Amfi Proposes Tax Reliefs, New Fund Categories in Union Budget 2024-25

The Association of Mutual Funds in India (Amfi) has submitted a set of proposals to the government for the upcoming Union Budget 2024-25. These proposals aim to address several key concerns within the mutual fund industry and enhance investor benefits.

One of the key proposals is to bring parity between debt funds and debentures in terms of capital gains tax treatment. Amfi has requested that capital gains on redemption of debt-oriented mutual funds held for over three years be taxed at 10% without indexation, similar to the current treatment of debentures. This proposal follows the recent change in the Union Budget 2023-24, where gains from debt funds were added to an investor’s income and taxed at their individual income slab rate.

Amfi has also sought clarity on the definition of equity-oriented fund of funds (FoFs). The industry body proposes a revised definition of equity-oriented funds (EOF) that includes investments in FoFs which invest a minimum of 90% of their corpus in units of equity-oriented mutual fund schemes. These schemes, in turn, should invest at least 65% in equity shares of domestic companies listed on recognized stock exchanges. Consequently, redemption of units in FOF schemes investing 90% or more in EOFs should be subject to the same capital gains tax as applicable to the sale of listed equity securities or units of equity-oriented mutual fund schemes. Amfi has further requested a specific exemption for FoFs investing in international mutual funds or exchange-traded funds, ensuring they are not treated as debt mutual funds for tax purposes.

Amfi has proposed the introduction of a new fund category, ‘Mutual Fund Linked Retirement Scheme’ (MFLRS), allowing all Sebi-registered mutual funds to launch pension-oriented mutual fund schemes. These schemes should offer similar tax benefits as the National Pension Scheme under Sections 80CCD (1) and 80CCD (1B) of the Income Tax Act, 1961, with Exempt-Exempt-Exempt (E-E-E) status.
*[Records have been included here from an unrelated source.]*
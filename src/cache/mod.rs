//! Cache Module
//!
//! Provides a concurrent TTL cache with pluggable key normalization, and a
//! render cache that deep copies values at the get/set boundary.

mod clock;
mod entry;
mod key;
mod render;
mod store;


// Re-export public types
pub use clock::{Clock, ManualClock, SystemClock};
pub use entry::CacheEntry;
pub use key::{default_normalizer, Key, KeyNormalizer};
pub use render::{DeepCopy, RenderCache, Rendered};
pub use store::{Cache, TtlCache};
//! Cache Store Module
//!
//! Generic TTL cache keyed by normalized strings, guarded by one
//! readers-writer lock per instance.
//!
//! Expiry is lazy on reads: `get` reports an expired entry as missing but
//! leaves it in place, so reads only ever take the shared lock. Expired
//! entries are physically dropped by `sync`, which the caller schedules.
//! Nothing runs in the background.

use std::collections::HashMap;
use std::fmt;
use std::sync::Arc;
use std::time::Duration;

use parking_lot::RwLock;
use tracing::{debug, trace};

use crate::cache::{CacheEntry, Clock, Key, KeyNormalizer};
use crate::config::CacheOptions;

// == Cache Trait ==
/// A time-bounded key-value cache.
pub trait Cache<T> {
    /// Returns the value for `key` if present and not expired.
    fn get(&self, key: impl Into<Key>) -> Option<T>;

    /// Stores `value` under `key`, replacing any previous entry and
    /// restarting its TTL.
    fn set(&self, key: impl Into<Key>, value: T);

    /// Removes every expired entry.
    fn sync(&self);
}

// == TTL Cache ==
/// Concurrent cache with a fixed TTL for every entry.
pub struct TtlCache<T> {
    /// Normalized key to entry
    entries: RwLock<HashMap<String, CacheEntry<T>>>,
    /// Lifetime of every entry, always positive
    ttl: Duration,
    key_normalizer: KeyNormalizer,
    clock: Arc<dyn Clock>,
}

impl<T> TtlCache<T> {
    // == Constructor ==
    /// Creates a cache from options. Never fails: invalid options are
    /// replaced with defaults.
    pub fn new(options: CacheOptions) -> Self {
        let resolved = options.normalized();
        debug!(ttl_ms = resolved.ttl.as_millis() as u64, "TTL cache created");

        Self {
            entries: RwLock::new(HashMap::new()),
            ttl: resolved.ttl,
            key_normalizer: resolved.key_normalizer,
            clock: resolved.clock,
        }
    }

    // == TTL ==
    /// Returns the effective TTL.
    pub fn ttl(&self) -> Duration {
        self.ttl
    }

    // == Insert ==
    /// Stores `value` under `key` with a fresh expiry, replacing any
    /// previous entry for the same normalized key.
    pub fn insert(&self, key: impl Into<Key>, value: T) {
        let key = self.normalize(key);
        let mut entries = self.entries.write();
        let entry = CacheEntry::new(value, self.clock.now(), self.ttl);

        trace!(key = %key, "cache set");
        entries.insert(key, entry);
    }

    // == Remove Expired ==
    /// Physically removes every entry with `expires_at <= now`.
    ///
    /// Returns the number of entries removed.
    pub fn remove_expired(&self) -> usize {
        let mut entries = self.entries.write();
        let now = self.clock.now();
        let before = entries.len();

        entries.retain(|_, entry| !entry.is_expired(now));

        let removed = before - entries.len();
        if removed > 0 {
            debug!(removed, remaining = entries.len(), "TTL sync: removed expired entries");
        } else {
            trace!("TTL sync: no expired entries found");
        }
        removed
    }

    // == Get With ==
    /// Applies `f` to the live value for `key` while holding the read lock.
    ///
    /// Returns None on a miss or if the entry has expired. Expired entries
    /// are left in place for `sync` to remove.
    pub fn get_with<R>(&self, key: impl Into<Key>, f: impl FnOnce(&T) -> R) -> Option<R> {
        let key = self.normalize(key);
        let entries = self.entries.read();

        match entries.get(&key) {
            Some(entry) if !entry.is_expired(self.clock.now()) => {
                trace!(key = %key, "cache hit");
                Some(f(&entry.value))
            }
            Some(_) => {
                trace!(key = %key, "cache entry expired");
                None
            }
            None => {
                trace!(key = %key, "cache miss");
                None
            }
        }
    }

    // == Time To Live ==
    /// Returns how long the entry for `key` has left, or None if it is
    /// missing or already expired.
    pub fn ttl_remaining(&self, key: impl Into<Key>) -> Option<Duration> {
        let key = self.normalize(key);
        let entries = self.entries.read();
        let now = self.clock.now();

        entries
            .get(&key)
            .filter(|entry| !entry.is_expired(now))
            .map(|entry| entry.ttl_remaining(now))
    }

    // == Length ==
    /// Returns the number of stored entries, including expired ones not
    /// yet removed by `sync`.
    pub fn len(&self) -> usize {
        self.entries.read().len()
    }

    // == Is Empty ==
    /// Returns true if nothing is stored.
    pub fn is_empty(&self) -> bool {
        self.entries.read().is_empty()
    }

    fn normalize(&self, key: impl Into<Key>) -> String {
        (self.key_normalizer)(&key.into())
    }
}

impl<T: Clone> Cache<T> for TtlCache<T> {
    fn get(&self, key: impl Into<Key>) -> Option<T> {
        self.get_with(key, T::clone)
    }

    fn set(&self, key: impl Into<Key>, value: T) {
        self.insert(key, value);
    }

    fn sync(&self) {
        self.remove_expired();
    }
}

impl<T> Default for TtlCache<T> {
    fn default() -> Self {
        Self::new(CacheOptions::default())
    }
}

impl<T> fmt::Debug for TtlCache<T> {
    fn fmt(&self, f: &mut fmt::Formatter<'_>) -> fmt::Result {
        f.debug_struct("TtlCache")
            .field("ttl", &self.ttl)
            .field("entries", &self.len())
            .finish()
    }
}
Another significant proposal is related to tax treatment for fund managers in GIFT City, the International Financial Services Centre. Amfi suggests that the tax law should explicitly clarify that a fund manager in GIFT City managing an offshore fund does not constitute a business connection of the offshore fund, nor should the offshore fund be treated as a tax resident of India solely because the fund manager is located in IFSC. Amfi argues that the current safe-harbour provisions have stringent conditions that offshore funds and fund managers must fulfill, making it difficult for many to qualify for the exemption. These conditions, they suggest, should be regulated rather than dictated by tax law.

Finally, Amfi has proposed the creation of a new fund category, ‘Debt-Linked Savings Scheme’ (DLSS), modeled after the existing Equity-Linked Savings Scheme (ELSS). This scheme would offer the same 80C tax deduction benefits of up to ₹ 1.5 lakh, but with a debt fund investment option. This could potentially encourage individuals to invest in debt funds for tax-efficient wealth creation.